One you have a healthy plant mass though, a small amount of ammonia at a water change could actually be appreciated by the plants, escpecially if you are diluting it with RO. If you ever get tired of buying/measuring/mixing powders, don't worry too much about your tap water .


----------



## Henry (18 Dec 2016)

Jesus, can the guy just get a straight answer?

Add a complete buffer like JBL Aquadur or similar, along with your usual fertiliser. That's all you need.


----------



## ian_m (19 Dec 2016)

To cover all bases you should really dose your RO water with prime as a RO unit does not guarantee complete removal of the water supplies dechlorinator. The big boy reefers sometimes dose their stored RO water with dechlorinator and sometimes Amquel (for ammonia) in case there is an issue with the water and/or RO system.

The RO issues are:

1. If incoming water is treated with chlorine and hopefully you are frequently replaced incoming RO carbon filter, it will successfully remove the chlorine before the membrane. If your carbon filter is exhausted (hope you are monitoring its usage ????) chlorine gets through and destroys the RO membrane and gets through into the RO output water. Some big boy reefers check RO with chlorine test kits (swimming pool test kits ) before putting RO into their tanks.They pre-store the RO water first and test (and remineralise & salt) before putting into their tanks. When marine fish cost £300 each, it pays to check the water and always add Prime and/or Amquel+.

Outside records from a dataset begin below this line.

//! Running state for a single reflow pass.

use chrono::{DateTime, Utc};
use rustc_hash::FxHashMap;

/// The two running maps one pass maintains: when each work center frees
/// up, and when each processed work order ends.
///
/// Owned by a single pass and discarded with it; never shared across
/// calls, so independent passes can run on independent threads.
#[derive(Clone, Debug, Default)]
pub struct ReflowState {
    center_availability: FxHashMap<String, DateTime<Utc>>,
    completed_end_times: FxHashMap<String, DateTime<Utc>>,
}

impl ReflowState {
    pub fn new() -> Self {
        Self::default()
    }

    /// Record a committed end for a work order and push its center's
    /// availability forward. Availability is monotonic: a commit can
    /// never free a center earlier than an already-committed order.
    pub fn commit(&mut self, work_order_id: &str, work_center_id: &str, end: DateTime<Utc>) {
        match self.center_availability.get(work_center_id) {
            Some(current) if *current >= end => {}
            _ => {
                self.center_availability
                    .insert(work_center_id.to_string(), end);
            }
        }
        self.completed_end_times
            .insert(work_order_id.to_string(), end);
    }

    /// Instant the center frees up, if any order has committed to it.
    pub fn center_available_from(&self, work_center_id: &str) -> Option<DateTime<Utc>> {
        self.center_availability.get(work_center_id).copied()
    }

    /// Committed end of an already-processed work order.
    pub fn completed_end(&self, work_order_id: &str) -> Option<DateTime<Utc>> {
        self.completed_end_times.get(work_order_id).copied()
    }
}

2. If incoming water is treated with chloramine there are bigger issues. If you are using an incoming Dechlor+ carbon filter (and not exhausted) this slower flow carbon filter will break down the chloramine to chlorine and ammonia and absorb these in the carbon and all is OK. However, if flow is too fast and/or prefilter exhausted the ammonia will not be absorbed and pass right through into the RO water. If you are using a normal carbon filter is may/will possibly let ammonia through anyway. Big boy reefers again check their stored RO water for ammonia before use or just bung in Prime and/or Amquel+.

It has been reported many times in the reef forums of people using RO water wiping all their fish out due to these issues, one guy lost £1000 of marine fish due to ammonia in his RO water from water board emergency water sterilisation by addition of chloramine.

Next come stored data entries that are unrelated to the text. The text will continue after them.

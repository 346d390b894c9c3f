use std::io::Write;
use std::path::PathBuf;

use cpu::{Cpu, Device, Error, Exit, program};

use anyhow::{Context, Result};
use clap::Parser;
use log::{info, warn};

/// LS8 runner
#[derive(Parser)]
#[clap(author, version, about, long_about = None)]
struct Args {
    /// Program to load and execute, one binary byte per line
    program: PathBuf,

    /// Log the CPU state before every instruction
    ///
    /// Trace lines are logged at `info` level, so they are hidden if
    /// `LS8_LOG` is set to `warn` or quieter.
    #[clap(long)]
    trace: bool,

    /// Stop after executing this many instructions
    #[clap(long)]
    max_steps: Option<usize>,
}

/// Prints `PRN` values to `stdout`, one per line
struct Console<W> {
    out: W,
    err: Option<std::io::Error>,
}

impl<W: Write> Device for Console<W> {
    fn print(&mut self, value: u8) {
        if self.err.is_none() {
            self.err = writeln!(self.out, "{value}").err();
        }
    }
}

fn main() -> Result<()> {
    let env = env_logger::Env::default()
        .filter_or("LS8_LOG", "info")
        .write_style_or("LS8_LOG", "always");
    env_logger::init_from_env(env);

    let args = Args::parse();
    let text = std::fs::read_to_string(&args.program)
        .with_context(|| format!("failed to read {:?}", args.program))?;
    let rom = program::parse(&text)
        .with_context(|| format!("failed to parse {:?}", args.program))?;

    let mut vm = Cpu::new();
    vm.load(&rom)?;
    info!("loaded {} bytes from {:?}", rom.len(), args.program);

    let mut dev = Console {
        out: std::io::stdout().lock(),
        err: None,
    };
    let start = std::time::Instant::now();
    let r = vm.run_until(&mut dev, |vm, _dev, i| {
        if args.trace {
            info!("{}", vm.trace());
        }
        args.max_steps.is_some_and(|n| i >= n)
    });
    dev.out.flush().context("failed to flush stdout")?;
    if let Some(e) = dev.err.take() {
        return Err(e).context("failed to write to stdout");
    }
    drop(dev);

    match r {
        Ok(Exit::Halted) => {
            info!("halted at {:#04x} after {:?}", vm.pc(), start.elapsed());
        }
        Ok(Exit::Stopped) => {
            warn!(
                "stopped at {:#04x} after {} instructions",
                vm.pc(),
                args.max_steps.unwrap_or_default()
            );
        }
        Err(Error::BadInstruction { opcode, trace }) => {
            println!("Bad instruction {opcode:#04x}");
            println!("{trace}");
            std::process::exit(1);
        }
        Err(e) => return Err(e.into()),
    }

    Ok(())
}

#[cfg(test)]
mod test {
    use super::*;

    fn run(rom: &[u8]) -> Vec<u8> {
        let mut vm = Cpu::new();
        vm.load(rom).unwrap();
        let mut dev = Console {
            out: Vec::<u8>::new(),
            err: None,
        };
        vm.run(&mut dev).unwrap();
        assert!(dev.err.is_none());
        dev.out
    }

    #[test]
    fn prints_decimal_lines() {
        let out = run(&[
            0x82, 0, 8, // LDI R0, 8
            0x82, 1, 9, // LDI R1, 9
            0xa2, 0, 1, // MUL R0, R1
            0x47, 0, // PRN R0
            0x47, 1, // PRN R1
            0x01, // HLT
        ]);
        assert_eq!(out, b"72\n9\n");
    }

    #[test]
    fn prints_full_byte_range() {
        let out = run(&[0x82, 0, 255, 0x47, 0, 0x82, 0, 0, 0x47, 0, 0x01]);
        assert_eq!(String::from_utf8(out).unwrap(), "255\n0\n");
    }
}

Output DI resins can help alleviate the above problems, but again the resins have to be in tip top condition for them to work. Or just bung in Prime and/or Amquel+.

I found out this from local fish shop as the owner was showing me his equipment  and I noticed test kits near the RO storage containers. This was to test the stored RO water for presence of chlorine or ammonia. And yes he had found chlorine once in the RO water due to a faulty filter, he assumed water was getting past the filter somehow. Anyway never had any issues, just change the incoming Dechlor+ filters and DI resin regularly and no problem.


----------